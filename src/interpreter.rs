/// The environment module manages variable scopes and bindings.
///
/// Environments map names to runtime values and form a parent-linked chain
/// from the innermost scope out to the global scope. Declaration, lookup, and
/// reassignment all pass through this module, which also enforces constant
/// bindings.
///
/// # Responsibilities
/// - Stores variable bindings and tracks which are constants.
/// - Resolves names by walking the scope chain outward.
/// - Rejects redeclarations and constant reassignment with runtime errors.
pub mod environment;
/// The evaluator module executes AST nodes and computes results.
///
/// The evaluator traverses the AST, evaluates expressions and statements,
/// reads and writes variable state through the environment, and produces
/// runtime values. It is the core execution engine of the interpreter.
///
/// # Responsibilities
/// - Evaluates AST nodes, performing all supported operations.
/// - Applies declarations and assignments to the active environment.
/// - Reports runtime errors such as unknown variables or constant
///   reassignment.
pub mod evaluator;
/// The lexer module tokenizes source code for further parsing.
///
/// The lexer (tokenizer) reads the raw source text and produces a stream of
/// tokens, each corresponding to meaningful language elements such as numbers,
/// identifiers, operators, delimiters, and keywords. This is the first stage
/// of interpretation.
///
/// # Responsibilities
/// - Converts the input character stream into tokens with source line
///   information.
/// - Distinguishes keywords from plain identifiers.
/// - Reports lexical errors for unrecognized characters.
pub mod lexer;
/// The parser module builds the abstract syntax tree (AST) from tokens.
///
/// The parser processes the token stream produced by the lexer and constructs
/// an AST that represents the syntactic structure of statements and
/// expressions. This enables the evaluator to execute user code.
///
/// # Responsibilities
/// - Converts tokens into structured AST nodes (statements, expressions).
/// - Validates grammar, reporting errors with location info.
/// - Supports declarations, arithmetic, assignments, object literals, and
///   member/call syntax.
pub mod parser;
/// The value module defines the runtime data types for evaluation.
///
/// This module declares all the value types produced during execution:
/// numbers, booleans, null, and objects. Values are plain data and carry no
/// reference back to the environment that produced them.
///
/// # Responsibilities
/// - Defines the `Value` enum and all supported value variants.
/// - Implements conversions, accessors, and display formatting.
pub mod value;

ASSIGNMENT
Check each line above for "such" and return the ones that have it.

EXPECTED OUTPUT
/// - Reports runtime errors such as unknown variables or constant
/// tokens, each corresponding to meaningful language elements such as numbers,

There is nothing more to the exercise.